Another is an allocation of free units based not on what plants emitted in some arbitrary base year (90 per cent of 2005 emissions) but on an intensity basis.
On that basis how many units an emitter gets free will depend on their performance relative to an industry average, reducing the carbon cost of increased production at least by relatively efficient firms.
The existing law allows for intensity-based allocation but only within a fixed over cap for the smokestack sector as a whole. As that cap becomes a constraint everyone's allocation would be scaled back. No such cap is envisaged in the amended scheme.
"This appears to be capitulation to Fonterra," said Greenpeace adviser Geoff Keey.
The other major change is a more gradual phase-out of free allocations, at 1.3 per cent a year rather than the 8.5 per cent envisaged under the existing scheme.
These changes to the free allocation provisions align the New Zealand scheme with the Australian one and reflect the agreed position of the two Governments that business should not choose to locate in one country rather than the other on the grounds of its softer climate policy, Climate Change Minister Nick Smith said.
They were condemned as fiscally irresponsible by the Labour Party and as corporate welfare by Greenpeace.

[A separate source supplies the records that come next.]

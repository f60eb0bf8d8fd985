//! FROM clause compilation.
//!
//! A FROM clause is an ordered chain of [`TableRef`]s. Plain, raw and
//! aliased tables form a comma list; a join attaches to the entry right
//! before it, and its ON / USING condition is qualified by that entry's
//! effective name (the alias when there is one, the table name otherwise).

use std::borrow::Cow;

use super::condition::{compile_where, CmpOp, Condition, Operand, Predicate};
use crate::context::QueryContext;
use crate::error::{BuildError, Result};
use crate::value::Bind;

/// One entry of a FROM clause.
#[derive(Debug, Clone, PartialEq)]
pub enum TableRef {
    /// A table name, quoted.
    Plain(String),
    /// SQL emitted verbatim, e.g. a subselect or a table function.
    ///
    /// **Warning**: the caller is responsible for its safety.
    Raw(String),
    /// A table with an alias.
    Aliased {
        /// Table name.
        name: String,
        /// Alias.
        alias: String,
    },
    /// A table joined to the previous entry.
    Joined(Join),
}

impl TableRef {
    /// Creates a plain table reference.
    #[must_use]
    pub fn table(name: impl Into<String>) -> Self {
        Self::Plain(name.into())
    }

    /// Creates a raw, unquoted table reference.
    #[must_use]
    pub fn raw(sql: impl Into<String>) -> Self {
        Self::Raw(sql.into())
    }

    /// Creates an aliased table reference.
    #[must_use]
    pub fn aliased(name: impl Into<String>, alias: impl Into<String>) -> Self {
        Self::Aliased {
            name: name.into(),
            alias: alias.into(),
        }
    }

    /// Returns the name later joins use to refer to this entry.
    #[must_use]
    pub fn effective_name(&self) -> &str {
        match self {
            Self::Plain(name) | Self::Raw(name) => name,
            Self::Aliased { alias, .. } => alias,
            Self::Joined(join) => join.effective_name(),
        }
    }
}

impl From<&str> for TableRef {
    fn from(name: &str) -> Self {
        Self::Plain(String::from(name))
    }
}

impl From<String> for TableRef {
    fn from(name: String) -> Self {
        Self::Plain(name)
    }
}

impl From<Join> for TableRef {
    fn from(join: Join) -> Self {
        Self::Joined(join)
    }
}

/// Join flavor.
#[derive(Debug, Clone, Copy, PartialEq, Eq, Default)]
pub enum JoinKind {
    /// `JOIN`
    #[default]
    Inner,
    /// `LEFT JOIN`
    Left,
}

/// How a joined table matches the previous entry.
#[derive(Debug, Clone, PartialEq)]
pub enum JoinConstraint {
    /// An explicit ON condition.
    On(Condition),
    /// Equality on a column both tables share.
    Using(String),
}

/// A joined table.
#[derive(Debug, Clone, PartialEq)]
pub struct Join {
    /// Table name.
    pub name: String,
    /// Optional alias.
    pub alias: Option<String>,
    /// Join flavor.
    pub kind: JoinKind,
    /// Matching condition.
    pub constraint: JoinConstraint,
}

impl Join {
    /// Starts an inner join.
    #[must_use]
    pub fn inner(name: impl Into<String>) -> JoinBuilder {
        JoinBuilder::new(name.into(), JoinKind::Inner)
    }

    /// Starts a left join.
    #[must_use]
    pub fn left(name: impl Into<String>) -> JoinBuilder {
        JoinBuilder::new(name.into(), JoinKind::Left)
    }

    /// Returns the alias if present, else the table name.
    #[must_use]
    pub fn effective_name(&self) -> &str {
        self.alias.as_deref().unwrap_or(&self.name)
    }
}

/// A join missing its constraint.
///
/// `on` or `using` completes it.
#[derive(Debug, Clone)]
pub struct JoinBuilder {
    name: String,
    alias: Option<String>,
    kind: JoinKind,
}

impl JoinBuilder {
    const fn new(name: String, kind: JoinKind) -> Self {
        Self {
            name,
            alias: None,
            kind,
        }
    }

    /// Sets the alias.
    #[must_use]
    pub fn alias(mut self, alias: impl Into<String>) -> Self {
        self.alias = Some(alias.into());
        self
    }

    /// Completes the join with an ON condition.
    #[must_use]
    pub fn on(self, condition: Condition) -> Join {
        self.finish(JoinConstraint::On(condition))
    }

    /// Completes the join with a shared column.
    #[must_use]
    pub fn using(self, column: impl Into<String>) -> Join {
        self.finish(JoinConstraint::Using(column.into()))
    }

    fn finish(self, constraint: JoinConstraint) -> Join {
        Join {
            name: self.name,
            alias: self.alias,
            kind: self.kind,
            constraint,
        }
    }
}

/// Compiles a FROM chain into its SQL (without the `FROM` keyword) and binds.
///
/// # Errors
///
/// Returns [`BuildError::InvalidFrom`] for an empty chain, a chain that
/// starts with a join, an empty table name, or a join whose condition
/// renders to nothing. Condition compiler errors propagate unchanged.
pub fn compile_from(tables: &[TableRef], ctx: &QueryContext) -> Result<(String, Vec<Bind>)> {
    let Some(first) = tables.first() else {
        return Err(BuildError::InvalidFrom(String::from("no tables given")));
    };
    if let TableRef::Joined(join) = first {
        return Err(BuildError::InvalidFrom(format!(
            "join on {} has no preceding table",
            join.name
        )));
    }

    let mut sql = String::new();
    let mut binds = vec![];
    let mut previous: Option<&TableRef> = None;

    for table in tables {
        match table {
            TableRef::Plain(name) => {
                push_list_separator(&mut sql);
                sql.push_str(&ctx.quote_identifier(non_empty(name)?));
            }
            TableRef::Raw(text) => {
                push_list_separator(&mut sql);
                sql.push_str(non_empty(text)?);
            }
            TableRef::Aliased { name, alias } => {
                push_list_separator(&mut sql);
                sql.push_str(&ctx.quote_identifier(non_empty(name)?));
                sql.push(' ');
                sql.push_str(&ctx.quote_name(non_empty(alias)?));
            }
            TableRef::Joined(join) => {
                if let (JoinConstraint::Using(_), Some(TableRef::Raw(_))) =
                    (&join.constraint, previous)
                {
                    return Err(BuildError::InvalidFrom(format!(
                        "USING join on {} follows a raw FROM entry",
                        join.name
                    )));
                }
                let prev = previous.map_or("", TableRef::effective_name);
                compile_join(join, prev, ctx, &mut sql, &mut binds)?;
            }
        }
        previous = Some(table);
    }

    Ok((sql, binds))
}

fn compile_join(
    join: &Join,
    previous: &str,
    ctx: &QueryContext,
    sql: &mut String,
    binds: &mut Vec<Bind>,
) -> Result<()> {
    sql.push(' ');
    if join.kind == JoinKind::Left {
        sql.push_str("LEFT ");
    }
    sql.push_str("JOIN ");
    sql.push_str(&ctx.quote_identifier(non_empty(&join.name)?));
    if let Some(alias) = &join.alias {
        sql.push(' ');
        sql.push_str(&ctx.quote_name(non_empty(alias)?));
    }

    let condition = match &join.constraint {
        JoinConstraint::On(condition) => Cow::Borrowed(condition),
        JoinConstraint::Using(column) => Cow::Owned(using_condition(
            join.effective_name(),
            previous,
            non_empty(column)?,
            ctx,
        )),
    };
    if condition.is_empty() {
        return Err(BuildError::InvalidFrom(format!(
            "join on {} has an empty condition",
            join.name
        )));
    }
    let (where_sql, where_binds) = compile_where(&condition, ctx)?;
    let body = where_sql.strip_prefix("WHERE ").unwrap_or(&where_sql);
    let body = strip_enclosing_parens(body, ctx);

    sql.push_str(" ON ( ");
    sql.push_str(body);
    sql.push_str(" )");
    binds.extend(where_binds);
    Ok(())
}

/// `USING (col)` as `current.col = previous.col`, with the previous side raw.
fn using_condition(current: &str, previous: &str, column: &str, ctx: &QueryContext) -> Condition {
    let sep = ctx.separator();
    let rhs = ctx.quote_identifier(&format!("{previous}{sep}{column}"));
    Condition::all([Condition::Compare {
        column: format!("{current}{sep}{column}"),
        predicate: Predicate::Cmp(CmpOp::Eq, Operand::Raw(rhs)),
    }])
}

fn push_list_separator(sql: &mut String) {
    if !sql.is_empty() {
        sql.push_str(", ");
    }
}

fn non_empty(name: &str) -> Result<&str> {
    if name.trim().is_empty() {
        return Err(BuildError::InvalidFrom(String::from("empty table name")));
    }
    Ok(name)
}

/// Removes parentheses that enclose the whole fragment.
///
/// A pair is only removed when the opening parenthesis is closed by the
/// final character; `(a) AND (b)` is left alone. Parentheses inside string
/// literals and quoted identifiers are ignored.
pub(crate) fn strip_enclosing_parens<'a>(sql: &'a str, ctx: &QueryContext) -> &'a str {
    let mut sql = sql.trim();
    while sql.starts_with('(') && sql.ends_with(')') && first_paren_closes_last(sql, ctx) {
        sql = sql[1..sql.len() - 1].trim();
    }
    sql
}

fn first_paren_closes_last(sql: &str, ctx: &QueryContext) -> bool {
    let (open_quote, close_quote) = ctx.quote_chars();
    let last = sql.len() - 1;
    let mut depth = 0_usize;
    let mut closing: Option<char> = None;

    for (i, c) in sql.char_indices() {
        if let Some(end) = closing {
            if c == end {
                closing = None;
            }
            continue;
        }
        match c {
            '\'' => closing = Some('\''),
            c if c == open_quote => closing = Some(close_quote),
            '(' => depth += 1,
            ')' => {
                depth = depth.saturating_sub(1);
                if depth == 0 {
                    return i == last;
                }
            }
            _ => {}
        }
    }
    false
}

The Greenhouse Policy Coalition which represents the energy intensive sector, said a slower phase-out of assistance to 2050 sent a better signal to industry looking to make new lower carbon investment in New Zealand, which would be good for the economy and good for the global environment.
"We need to remember that our industry is already close to world's best practice in energy intensity and we have one of the highest percentages of renewable electricity of any country in the world."

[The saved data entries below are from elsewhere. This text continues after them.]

//! MySQL / MariaDB dialect.

use super::{Dialect, LimitDialect};

/// MySQL dialect: backtick quoting and `LIMIT offset, count` pagination.
#[derive(Debug, Default, Clone, Copy)]
pub struct MySqlDialect;

impl MySqlDialect {
    /// Creates a new MySQL dialect.
    #[must_use]
    pub const fn new() -> Self {
        Self
    }
}

impl Dialect for MySqlDialect {
    fn name(&self) -> &'static str {
        "mysql"
    }

    fn identifier_quote(&self) -> (char, char) {
        ('`', '`')
    }

    fn limit_dialect(&self) -> LimitDialect {
        LimitDialect::Xy
    }
}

Business New Zealand chief executive Phil O'Reilly said the Government had listened to business concerns about potential economic damage by providing for a more measured transition into a full trading scheme, while still placing a price on carbon.
"Business was most concerned that the scheme should have an intensity basis of protecting at-risk businesses to avoid penalising firms that are growing."
One area of the existing scheme which is not changed is the provisions relating to forestry, including deforestation liabilities seen as a prohibitive barrier to exit from what can be a suboptimal use of some land currently under forest. This is an ongoing bone of contention with some iwi, especially Ngai Tahu.
However, the agreement with the Maori Party envisages joint ventures between the Crown and iwi to plant new forests that will deliver both climate and biodiversity benefits as well as work. And the Government has reaffirmed its commitment to try to secure international agreement to allow "offsetting" under which deforestation liabilities can be avoided if a new forest is planted somewhere else to replace one harvested on land which has a higher and better use.
Owners of post-1990 or "Kyoto" forests will be free to sell their credits on the world market and will not be bound by the transitional price cap domestically.
The agreement also sweetens the transitional provisions for the fishing sector, lifting the grandparenting or free allocation provisions from 50 to 90 per cent of existing levels.
* Change of plan
$25 a tonne carbon price cap for three years at least.
Agriculture emissions not in scheme until 2015.
Incentives to plant more trees.
Impact on electricity and petrol prices halved.